To do:
Go through the records and give each one again exactly.

Collected data:
● ● ● ● ●

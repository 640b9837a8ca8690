//! Command-line argument parsing and processing.
//!
//! With no command the binary runs the daemon. The `raise`, `lower`, `stop`,
//! `set` and `get` commands are one-shot clients: they are turned into an IPC
//! [`Request`] and sent to the running daemon.

use std::str::FromStr;

use crate::dimmer::AttributeRequest;
use crate::ipc::Request;

/// Represents the parsed command-line arguments and their intended actions.
#[derive(Debug, PartialEq)]
pub enum CliAction {
    /// Run the long-lived daemon
    Run {
        debug_enabled: bool,
        config_dir: Option<String>,
        log_file: Option<String>,
    },
    /// Send a single request to the running daemon
    Send {
        debug_enabled: bool,
        request: Request,
    },
    /// Display help information and exit
    ShowHelp,
    /// Display version information and exit
    ShowVersion,
    /// Show help due to invalid arguments and exit
    ShowHelpDueToError(String),
}

/// Result of parsing command-line arguments.
pub struct ParsedArgs {
    pub action: CliAction,
}

/// Options that only some commands accept.
#[derive(Debug, Default)]
struct CommandOptions {
    sweep: Option<f64>,
    limit: Option<f64>,
    brightness: Option<f64>,
    min_brightness: Option<f64>,
    max_brightness: Option<f64>,
    color_temp_kelvin: Option<u32>,
}

impl CommandOptions {
    fn has_transition_options(&self) -> bool {
        self.sweep.is_some() || self.limit.is_some()
    }

    fn has_attribute_options(&self) -> bool {
        self.brightness.is_some()
            || self.min_brightness.is_some()
            || self.max_brightness.is_some()
            || self.color_temp_kelvin.is_some()
    }
}

impl ParsedArgs {
    /// Parse command-line arguments into a structured result.
    ///
    /// # Arguments
    /// * `args` - Iterator over command-line arguments (typically from std::env::args())
    pub fn parse<I, S>(args: I) -> ParsedArgs
    where
        I: IntoIterator<Item = S>,
        S: AsRef<str>,
    {
        let action = match parse_action(args) {
            Ok(action) => action,
            Err(message) => CliAction::ShowHelpDueToError(message),
        };
        ParsedArgs { action }
    }
}

fn parse_action<I, S>(args: I) -> Result<CliAction, String>
where
    I: IntoIterator<Item = S>,
    S: AsRef<str>,
{
    let mut debug_enabled = false;
    let mut config_dir: Option<String> = None;
    let mut log_file: Option<String> = None;
    let mut command: Option<String> = None;
    let mut targets: Vec<String> = Vec::new();
    let mut options = CommandOptions::default();

    let mut args = args.into_iter().skip(1).map(|s| s.as_ref().to_string());

    while let Some(arg) = args.next() {
        match arg.as_str() {
            "--help" | "-h" => return Ok(CliAction::ShowHelp),
            "--version" | "-V" | "-v" => return Ok(CliAction::ShowVersion),
            "--debug" | "-d" => debug_enabled = true,
            "--config" | "-c" => config_dir = Some(take_value(&arg, args.next())?),
            "--log" | "-l" => log_file = Some(take_value(&arg, args.next())?),
            "--sweep" | "-s" => options.sweep = Some(take_number(&arg, args.next())?),
            "--limit" => options.limit = Some(take_number(&arg, args.next())?),
            "--brightness" | "-b" => options.brightness = Some(take_number(&arg, args.next())?),
            "--min" => options.min_brightness = Some(take_number(&arg, args.next())?),
            "--max" => options.max_brightness = Some(take_number(&arg, args.next())?),
            "--ct" => options.color_temp_kelvin = Some(take_number(&arg, args.next())?),
            flag if flag.starts_with('-') => return Err(format!("Unknown option: {flag}")),
            _ if command.is_none() => command = Some(arg),
            _ => targets.push(arg),
        }
    }

    let Some(command) = command else {
        if options.has_transition_options() || options.has_attribute_options() {
            return Err("Command options given without a command".to_string());
        }
        return Ok(CliAction::Run {
            debug_enabled,
            config_dir,
            log_file,
        });
    };

    if config_dir.is_some() || log_file.is_some() {
        return Err(format!(
            "--config and --log apply to the daemon, not to '{command}'"
        ));
    }
    if targets.is_empty() {
        return Err(format!("'{command}' needs at least one target"));
    }

    let is_transition = matches!(command.as_str(), "raise" | "lower");
    if options.has_transition_options() && !is_transition {
        return Err("--sweep and --limit are only valid for raise and lower".to_string());
    }
    if options.has_attribute_options() && command != "set" {
        return Err("--brightness, --min, --max and --ct are only valid for set".to_string());
    }

    let request = match command.as_str() {
        "raise" => Request::Raise {
            targets,
            sweep: options.sweep,
            limit: options.limit,
        },
        "lower" => Request::Lower {
            targets,
            sweep: options.sweep,
            limit: options.limit,
        },
        "stop" => Request::Stop { targets },
        "set" => {
            if !options.has_attribute_options() {
                return Err("set needs --brightness, --min, --max or --ct".to_string());
            }
            Request::Set {
                targets,
                attributes: AttributeRequest {
                    brightness: options.brightness,
                    min_brightness: options.min_brightness,
                    max_brightness: options.max_brightness,
                    color_temp_kelvin: options.color_temp_kelvin,
                },
            }
        }
        "get" => Request::Get { targets },
        other => return Err(format!("Unknown command: {other}")),
    };

    Ok(CliAction::Send {
        debug_enabled,
        request,
    })
}

fn take_value(flag: &str, value: Option<String>) -> Result<String, String> {
    value
        .filter(|v| !v.starts_with('-') || v.parse::<f64>().is_ok())
        .ok_or_else(|| format!("{flag} requires a value"))
}

fn take_number<T: FromStr>(flag: &str, value: Option<String>) -> Result<T, String> {
    let value = take_value(flag, value)?;
    value
        .parse()
        .map_err(|_| format!("Invalid value for {flag}: {value}"))
}

/// Displays version information using custom logging style.
pub fn display_version_info() {
    log_version!();
    log_pipe!();
    println!("┗ {}", env!("CARGO_PKG_DESCRIPTION"));
}

/// Displays custom help message using logger methods.
pub fn display_help() {
    log_version!();
    log_block_start!(env!("CARGO_PKG_DESCRIPTION"));
    log_block_start!("Usage:");
    log_indented!("huedimmer [OPTIONS]                 Run the daemon");
    log_indented!("huedimmer <COMMAND> <TARGETS...> [OPTIONS]");
    log_block_start!("Options:");
    log_indented!("-c, --config <dir>     Use custom configuration directory");
    log_indented!("-l, --log <file>       Write daemon output to a file");
    log_indented!("-d, --debug            Enable detailed debug output");
    log_indented!("-h, --help             Print help information");
    log_indented!("-V, --version          Print version information");
    log_block_start!("Commands:");
    log_indented!("raise <targets>        Fade up  [--sweep <s>] [--limit <pct>]");
    log_indented!("lower <targets>        Fade down [--sweep <s>] [--limit <pct>]");
    log_indented!("stop <targets>         Halt a running fade where it is");
    log_indented!("set <targets>          [--brightness <pct>] [--min <pct>] [--max <pct>] [--ct <K>]");
    log_indented!("get <targets>          Print brightness and colour temperature");
    log_block_start!("Targets:");
    log_indented!("light/<id>, grouped_light/<id>, or an alias from huedimmer.toml");
    log_end!();
}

● ● ● ● ●

Response for this exercise:
repository 640b9837a8ca8690
//! Command-line argument parsing and processing.
//!
//! With no command the binary runs the daemon. The `raise`, `lower`, `stop`,
//! `set` and `get` commands are one-shot clients: they are turned into an IPC
//! [`Request`] and sent to the running daemon.

use std::str::FromStr;

use crate::dimmer::AttributeRequest;
use crate::ipc::Request;

/// Represents the parsed command-line arguments and their intended actions.
#[derive(Debug, PartialEq)]
pub enum CliAction {
    /// Run the long-lived daemon
    Run {
        debug_enabled: bool,
        config_dir: Option<String>,
        log_file: Option<String>,
    },
    /// Send a single request to the running daemon
    Send {
        debug_enabled: bool,
        request: Request,
    },
    /// Display help information and exit
    ShowHelp,
    /// Display version information and exit
    ShowVersion,
    /// Show help due to invalid arguments and exit
    ShowHelpDueToError(String),
}

/// Result of parsing command-line arguments.
pub struct ParsedArgs {
    pub action: CliAction,
}

/// Options that only some commands accept.
#[derive(Debug, Default)]
struct CommandOptions {
    sweep: Option<f64>,
    limit: Option<f64>,
    brightness: Option<f64>,
    min_brightness: Option<f64>,
    max_brightness: Option<f64>,
    color_temp_kelvin: Option<u32>,
}

impl CommandOptions {
    fn has_transition_options(&self) -> bool {
        self.sweep.is_some() || self.limit.is_some()
    }

    fn has_attribute_options(&self) -> bool {
        self.brightness.is_some()
            || self.min_brightness.is_some()
            || self.max_brightness.is_some()
            || self.color_temp_kelvin.is_some()
    }
}

impl ParsedArgs {
    /// Parse command-line arguments into a structured result.
    ///
    /// # Arguments
    /// * `args` - Iterator over command-line arguments (typically from std::env::args())
    pub fn parse<I, S>(args: I) -> ParsedArgs
    where
        I: IntoIterator<Item = S>,
        S: AsRef<str>,
    {
        let action = match parse_action(args) {
            Ok(action) => action,
            Err(message) => CliAction::ShowHelpDueToError(message),
        };
        ParsedArgs { action }
    }
}

fn parse_action<I, S>(args: I) -> Result<CliAction, String>
where
    I: IntoIterator<Item = S>,
    S: AsRef<str>,
{
    let mut debug_enabled = false;
    let mut config_dir: Option<String> = None;
    let mut log_file: Option<String> = None;
    let mut command: Option<String> = None;
    let mut targets: Vec<String> = Vec::new();
    let mut options = CommandOptions::default();

    let mut args = args.into_iter().skip(1).map(|s| s.as_ref().to_string());

    while let Some(arg) = args.next() {
        match arg.as_str() {
            "--help" | "-h" => return Ok(CliAction::ShowHelp),
            "--version" | "-V" | "-v" => return Ok(CliAction::ShowVersion),
            "--debug" | "-d" => debug_enabled = true,
            "--config" | "-c" => config_dir = Some(take_value(&arg, args.next())?),
            "--log" | "-l" => log_file = Some(take_value(&arg, args.next())?),
            "--sweep" | "-s" => options.sweep = Some(take_number(&arg, args.next())?),
            "--limit" => options.limit = Some(take_number(&arg, args.next())?),
            "--brightness" | "-b" => options.brightness = Some(take_number(&arg, args.next())?),
            "--min" => options.min_brightness = Some(take_number(&arg, args.next())?),
            "--max" => options.max_brightness = Some(take_number(&arg, args.next())?),
            "--ct" => options.color_temp_kelvin = Some(take_number(&arg, args.next())?),
            flag if flag.starts_with('-') => return Err(format!("Unknown option: {flag}")),
            _ if command.is_none() => command = Some(arg),
            _ => targets.push(arg),
        }
    }

    let Some(command) = command else {
        if options.has_transition_options() || options.has_attribute_options() {
            return Err("Command options given without a command".to_string());
        }
        return Ok(CliAction::Run {
            debug_enabled,
            config_dir,
            log_file,
        });
    };

    if config_dir.is_some() || log_file.is_some() {
        return Err(format!(
            "--config and --log apply to the daemon, not to '{command}'"
        ));
    }
    if targets.is_empty() {
        return Err(format!("'{command}' needs at least one target"));
    }

    let is_transition = matches!(command.as_str(), "raise" | "lower");
    if options.has_transition_options() && !is_transition {
        return Err("--sweep and --limit are only valid for raise and lower".to_string());
    }
    if options.has_attribute_options() && command != "set" {
        return Err("--brightness, --min, --max and --ct are only valid for set".to_string());
    }

    let request = match command.as_str() {
        "raise" => Request::Raise {
            targets,
            sweep: options.sweep,
            limit: options.limit,
        },
        "lower" => Request::Lower {
            targets,
            sweep: options.sweep,
            limit: options.limit,
        },
        "stop" => Request::Stop { targets },
        "set" => {
            if !options.has_attribute_options() {
                return Err("set needs --brightness, --min, --max or --ct".to_string());
            }
            Request::Set {
                targets,
                attributes: AttributeRequest {
                    brightness: options.brightness,
                    min_brightness: options.min_brightness,
                    max_brightness: options.max_brightness,
                    color_temp_kelvin: options.color_temp_kelvin,
                },
            }
        }
        "get" => Request::Get { targets },
        other => return Err(format!("Unknown command: {other}")),
    };

    Ok(CliAction::Send {
        debug_enabled,
        request,
    })
}

fn take_value(flag: &str, value: Option<String>) -> Result<String, String> {
    value
        .filter(|v| !v.starts_with('-') || v.parse::<f64>().is_ok())
        .ok_or_else(|| format!("{flag} requires a value"))
}

fn take_number<T: FromStr>(flag: &str, value: Option<String>) -> Result<T, String> {
    let value = take_value(flag, value)?;
    value
        .parse()
        .map_err(|_| format!("Invalid value for {flag}: {value}"))
}

/// Displays version information using custom logging style.
pub fn display_version_info() {
    log_version!();
    log_pipe!();
    println!("┗ {}", env!("CARGO_PKG_DESCRIPTION"));
}

/// Displays custom help message using logger methods.
pub fn display_help() {
    log_version!();
    log_block_start!(env!("CARGO_PKG_DESCRIPTION"));
    log_block_start!("Usage:");
    log_indented!("huedimmer [OPTIONS]                 Run the daemon");
    log_indented!("huedimmer <COMMAND> <TARGETS...> [OPTIONS]");
    log_block_start!("Options:");
    log_indented!("-c, --config <dir>     Use custom configuration directory");
    log_indented!("-l, --log <file>       Write daemon output to a file");
    log_indented!("-d, --debug            Enable detailed debug output");
    log_indented!("-h, --help             Print help information");
    log_indented!("-V, --version          Print version information");
    log_block_start!("Commands:");
    log_indented!("raise <targets>        Fade up  [--sweep <s>] [--limit <pct>]");
    log_indented!("lower <targets>        Fade down [--sweep <s>] [--limit <pct>]");
    log_indented!("stop <targets>         Halt a running fade where it is");
    log_indented!("set <targets>          [--brightness <pct>] [--min <pct>] [--max <pct>] [--ct <K>]");
    log_indented!("get <targets>          Print brightness and colour temperature");
    log_block_start!("Targets:");
    log_indented!("light/<id>, grouped_light/<id>, or an alias from huedimmer.toml");
    log_end!();
}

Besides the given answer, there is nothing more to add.